Trata-se de uma pesquisa quantitativa e transversal realizada no município de Mossoró/RN e região. O grupo de estudo foi constituído por pais e mães de crianças com diagnóstico estabelecido para o transtorno do espectro do autismo e residentes de Mossoró/RN e região. A abordagem destes participantes se deu em associações para pais de crianças com autismo existentes nessas regiões e também no projeto de extensão “Ação Pró-TEA” que atua na Universidade do Estado do Rio Grande do Norte. O instrumento de pesquisa foi um questionário objetivo, composto por dez perguntas englobando questões referentes ao diagnóstico do TEA e seus desafios sob a perspectiva dos mesmos. Os pais foram abordados individualmente e então apresentados ao termo de consentimento livre esclarecido (TCLE), onde puderam conhecer os objetivos do estudo e suas garantias éticas. Aqueles que concordaram em participar responderam o questionário de forma individual, possibilitando a privacidade e confidencialidade dos dados. Foi designado um questionário para cada criança diagnosticada com o TEA, visto que algumas famílias possuem mais de um filho com o transtorno, e a diversidade no processo diagnóstico de cada um. Juntamente ao questionário foi realizada uma entrevista previamente estruturada, na qual foram questionadas como se deu o processo de suspeita da criança, se o médico pediatra que acompanhava a criança regularmente percebeu os sinais precoces do TEA, se o mesmo foi procurado e questionado sobre a suspeita, e qual foi o comportamento do mesmo diante da queixa.

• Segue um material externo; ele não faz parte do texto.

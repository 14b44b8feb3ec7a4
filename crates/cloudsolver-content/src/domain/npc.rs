//! NPC profiles and personalities.

use std::fmt;

use cloudsolver_core::error::DomainError;
use cloudsolver_scoring::domain::question::Difficulty;
use serde::{Deserialize, Serialize};

/// Placeholder substituted with the hint body in hint templates.
pub const HINT_PLACEHOLDER: &str = "{hint}";

/// Personality tag driving reaction and hint phrasing.
#[derive(Debug, Clone, Copy, PartialEq, Eq, Hash, Serialize, Deserialize)]
#[serde(rename_all = "lowercase")]
pub enum Personality {
    /// Fast-paced, business minded.
    Energetic,
    /// Methodical, data driven.
    Analytical,
    /// Security and compliance first.
    Cautious,
    /// Eager to learn.
    Curious,
}

impl Personality {
    /// Lowercase wire name.
    #[must_use]
    pub fn as_str(self) -> &'static str {
        match self {
            Self::Energetic => "energetic",
            Self::Analytical => "analytical",
            Self::Cautious => "cautious",
            Self::Curious => "curious",
        }
    }

    /// Phrase prepended to an answer reaction.
    #[must_use]
    pub fn reaction_modifier(self, is_correct: bool) -> &'static str {
        match (self, is_correct) {
            (Self::Energetic, true) => "Fantastic!",
            (Self::Energetic, false) => "Whoa, hold on!",
            (Self::Analytical, true) => "The numbers check out.",
            (Self::Analytical, false) => "Let me re-check the figures...",
            (Self::Cautious, true) => "Good, that's safe.",
            (Self::Cautious, false) => "Careful now.",
            (Self::Curious, true) => "Wow!",
            (Self::Curious, false) => "Hmm, interesting...",
        }
    }
}

impl fmt::Display for Personality {
    fn fmt(&self, f: &mut fmt::Formatter<'_>) -> fmt::Result {
        f.write_str(self.as_str())
    }
}

/// A non-player character who frames questions and reacts to answers.
#[derive(Debug, Clone, PartialEq, Eq, Serialize, Deserialize)]
pub struct NpcProfile {
    /// Stable identifier (e.g. `alex_ceo`).
    pub id: String,
    /// Display name.
    pub name: String,
    /// Job title.
    pub title: String,
    /// Personality tag.
    pub personality: Personality,
    /// Categories the NPC asks about.
    #[serde(default)]
    pub expertise: Vec<String>,
    /// Difficulties the NPC prefers.
    #[serde(default)]
    pub preferred_difficulties: Vec<Difficulty>,
    /// Greeting lines, shown in order.
    pub greeting: Vec<String>,
    /// Reaction pool for correct answers.
    pub correct_responses: Vec<String>,
    /// Reaction pool for incorrect answers.
    pub incorrect_responses: Vec<String>,
    /// Hint phrasing templates, each containing [`HINT_PLACEHOLDER`].
    pub hint_templates: Vec<String>,
}

impl NpcProfile {
    /// The reaction pool for an answer.
    #[must_use]
    pub fn responses(&self, is_correct: bool) -> &[String] {
        if is_correct {
            &self.correct_responses
        } else {
            &self.incorrect_responses
        }
    }

    /// Checks that the profile can drive a full dialogue.
    ///
    /// # Errors
    ///
    /// Returns `DomainError::Validation` if the id or name is blank, any
    /// line pool is empty, or a hint template lacks the placeholder.
    pub fn validate(&self) -> Result<(), DomainError> {
        if self.id.trim().is_empty() {
            return Err(DomainError::Validation("npc id must not be blank".into()));
        }
        if self.name.trim().is_empty() {
            return Err(DomainError::Validation(format!(
                "npc {} has a blank name",
                self.id
            )));
        }
        for (pool, lines) in [
            ("greeting", &self.greeting),
            ("correct_responses", &self.correct_responses),
            ("incorrect_responses", &self.incorrect_responses),
            ("hint_templates", &self.hint_templates),
        ] {
            if lines.is_empty() || lines.iter().any(|l| l.trim().is_empty()) {
                return Err(DomainError::Validation(format!(
                    "npc {} has an empty or blank entry in {pool}",
                    self.id
                )));
            }
        }
        if let Some(bad) = self
            .hint_templates
            .iter()
            .find(|t| !t.contains(HINT_PLACEHOLDER))
        {
            return Err(DomainError::Validation(format!(
                "npc {} hint template '{bad}' lacks {HINT_PLACEHOLDER}",
                self.id
            )));
        }
        Ok(())
    }
}

/// Substitutes `hint` into `template`.
#[must_use]
pub fn apply_hint_template(template: &str, hint: &str) -> String {
    template.replace(HINT_PLACEHOLDER, hint)
}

As crianças representadas neste estudo tiveram seus diagnósticos realizados seguindo os critérios do DSM-V, e por variados profissionais, como neuropediatras, neurologistas, psiquiatras e neuropsicólogos.

Os dados referentes ao questionário foram tabulados no programa Excel versão 2016 e, em seguida, foi aplicado uma análise de variância (Anova), enquanto que a análise dos dados referentes à entrevista foi realizada a partir do método “Análise de prosa”12. Realizou-se, então, leitura das anotações produzidas durante as entrevistas, buscando o significado dos dados qualitativos e gerando, ao mesmo tempo, tópicos contextualizados com o estudo.

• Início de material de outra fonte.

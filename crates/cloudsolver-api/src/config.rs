//! Server configuration read from the environment.

use std::net::SocketAddr;
use std::time::Duration;

use crate::error::AppError;

const DEFAULT_HOST: &str = "0.0.0.0";
const DEFAULT_PORT: u16 = 3000;
const DEFAULT_HINT_TIMEOUT_MS: u64 = 3000;

/// Server configuration.
#[derive(Debug, Clone, PartialEq, Eq)]
pub struct ApiConfig {
    /// Interface to bind.
    pub host: String,
    /// Port to bind.
    pub port: u16,
    /// PostgreSQL URL. Without one, progress is kept in memory.
    pub database_url: Option<String>,
    /// Remote advisory endpoint. Without one, every hint uses the fallback.
    pub advisor_url: Option<String>,
    /// Budget for one advisory call.
    pub hint_timeout: Duration,
    /// Fixed RNG seed for reproducible question selection.
    pub rng_seed: Option<u64>,
    /// OTLP collector endpoint for span export.
    pub otlp_endpoint: Option<String>,
}

impl ApiConfig {
    /// Reads the configuration from process environment variables.
    ///
    /// # Errors
    ///
    /// Returns `AppError::Config` if a variable is present but malformed.
    pub fn from_env() -> Result<Self, AppError> {
        Self::from_lookup(|key| std::env::var(key).ok())
    }

    /// Reads the configuration through `lookup`. Blank values count as unset.
    ///
    /// # Errors
    ///
    /// Returns `AppError::Config` if `PORT`, `HINT_TIMEOUT_MS` or `RNG_SEED`
    /// cannot be parsed.
    pub fn from_lookup<F>(lookup: F) -> Result<Self, AppError>
    where
        F: Fn(&str) -> Option<String>,
    {
        let var = |key: &str| {
            lookup(key)
                .map(|value| value.trim().to_owned())
                .filter(|value| !value.is_empty())
        };

        let port = match var("PORT") {
            Some(raw) => raw
                .parse()
                .map_err(|e| AppError::Config(format!("PORT must be a valid u16: {e}")))?,
            None => DEFAULT_PORT,
        };
        let hint_timeout_ms = match var("HINT_TIMEOUT_MS") {
            Some(raw) => raw.parse().map_err(|e| {
                AppError::Config(format!(
                    "HINT_TIMEOUT_MS must be a whole number of milliseconds: {e}"
                ))
            })?,
            None => DEFAULT_HINT_TIMEOUT_MS,
        };
        let rng_seed = var("RNG_SEED")
            .map(|raw| {
                raw.parse()
                    .map_err(|e| AppError::Config(format!("RNG_SEED must be a valid u64: {e}")))
            })
            .transpose()?;

        Ok(Self {
            host: var("HOST").unwrap_or_else(|| DEFAULT_HOST.to_owned()),
            port,
            database_url: var("DATABASE_URL"),
            advisor_url: var("ADVISOR_URL"),
            hint_timeout: Duration::from_millis(hint_timeout_ms),
            rng_seed,
            otlp_endpoint: var("OTEL_EXPORTER_OTLP_ENDPOINT"),
        })
    }

    /// The socket address to listen on.
    ///
    /// # Errors
    ///
    /// Returns `AppError::Config` if `host` and `port` do not form an address.
    pub fn bind_addr(&self) -> Result<SocketAddr, AppError> {
        format!("{}:{}", self.host, self.port)
            .parse()
            .map_err(|e| AppError::Config(format!("invalid HOST:PORT combination: {e}")))
    }
}
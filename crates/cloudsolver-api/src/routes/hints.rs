//! Routes for hints.

use axum::extract::State;
use axum::{Json, Router, routing::post};
use serde::Deserialize;
use tracing::instrument;

use cloudsolver_hints::domain::hint::Hint;

use crate::error::ApiError;
use crate::state::AppState;

/// Request body for POST /api/v1/hints.
#[derive(Debug, Deserialize)]
pub struct HintRequest {
    /// The question the player is stuck on.
    pub question_id: String,
    /// The NPC giving the hint.
    pub npc_id: String,
    /// 1 (gentle) to 3 (explicit). Out-of-range values are clamped.
    #[serde(default = "default_hint_level")]
    pub hint_level: u8,
}

fn default_hint_level() -> u8 {
    1
}

/// POST /
///
/// Always answers with a hint once the question and NPC are known; a failing
/// advisory service only changes the hint's `source`.
#[instrument(
    skip(state, request),
    fields(question_id = %request.question_id, npc_id = %request.npc_id)
)]
async fn request_hint(
    State(state): State<AppState>,
    Json(request): Json<HintRequest>,
) -> Result<Json<Hint>, ApiError> {
    let question = state.questions.get_by_id(&request.question_id)?;
    state.roster.require(&request.npc_id)?;
    let hint = state
        .hint_resolver
        .resolve(&question, &request.npc_id, request.hint_level)
        .await;
    Ok(Json(hint))
}

/// Returns the router for hints.
pub fn router() -> Router<AppState> {
    Router::new().route("/", post(request_hint))
}
//! Test clocks.

use std::sync::Mutex;

use chrono::{DateTime, Duration, Utc};
use cloudsolver_core::clock::Clock;

/// Always returns the same instant.
#[derive(Debug, Clone, Copy)]
pub struct FixedClock(pub DateTime<Utc>);

impl Clock for FixedClock {
    fn now(&self) -> DateTime<Utc> {
        self.0
    }
}

/// Starts at `start` and moves forward by `step` on every read, so
/// consecutive timestamps are distinct and ordered.
#[derive(Debug)]
pub struct SteppingClock {
    next: Mutex<DateTime<Utc>>,
    step: Duration,
}

impl SteppingClock {
    /// Create a clock whose first reading is `start`.
    #[must_use]
    pub fn new(start: DateTime<Utc>, step: Duration) -> Self {
        Self {
            next: Mutex::new(start),
            step,
        }
    }
}

impl Clock for SteppingClock {
    fn now(&self) -> DateTime<Utc> {
        let mut next = self
            .next
            .lock()
            .unwrap_or_else(std::sync::PoisonError::into_inner);
        let now = *next;
        *next = now + self.step;
        now
    }
}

Respeitando as normas éticas em pesquisa, o presente estudo foi submetido ao comitê de ética em pesquisa da Universidade do Estado do Rio Grande do Norte, sendo aprovado como afirma o registro 02454818.8.0000.522 e parecer de número 3.101.712.


RESULTADOS

Participaram do estudo 56 pais ou responsáveis de crianças diagnosticadas com o transtorno do espectro do autismo residentes de Mossoró/RN e região. Destes, 62,5% referiram que foram os primeiros a perceber os primeiros sinais atípicos na criança, enquanto que em 8,9% dos casos foram os avós, 5,4% os vizinhos, 16% os professores e apenas 3,5% afirmou que o pediatra foi o primeiro a perceber os sinais precoces (Tabela 1). Ainda, 17,8% dos pais apontaram que outras pessoas como amigos, tias, psicólogos, fonoaudiólogos e clínicos plantonistas na emergência foram os primeiros a perceber os sinais precoces nas crianças.




Quanto à idade das crianças quando foram percebidos os primeiros sinais do TEA, a média foi de 24,5 meses, com o mínimo de 6 meses e máximo de 60 meses. 53,5% dos pais afirmaram que os dois anos de idade foi o marco inicial, ao passo que 16% apontou que os primeiros sinais foram percebidos aos três anos de idade, e 8,9% quando a criança tinha menos de um ano (mínimo de seis meses e máximo de 10 meses); 8,9% dos pais afirmaram que a criança possuía mais de três anos de idade quando perceberam os primeiros sinais do TEA.

Quando questionados sobre a atuação do pediatra no processo diagnóstico das crianças 42,8% dos pais afirmaram que os pediatras não valorizaram suas queixas, 23,2% apontaram que o profissional acolheu a queixa e encaminhou a criança para um neuropediatra, enquanto que 12,5% acolheu a queixa e não diagnosticou autismo na criança; 21,4% dos pais afirmaram que procuraram diretamente o neuropediatra, seja por indicação da escola ou de outros profissionais, como psicólogos e fonoaudiólogos.

Esse menino tem autismo?”, “Você está procurando problema no seu filho”, “Isso é normal, mãe, cada criança tem seu tempo”, “Seu filho vai falar, não falou ainda porque é preguiçoso”. Essas são algumas das frases que os participantes desse estudo revelaram ter ouvido dos pediatras quando apresentaram as queixas referentes ao TEA em seus filhos.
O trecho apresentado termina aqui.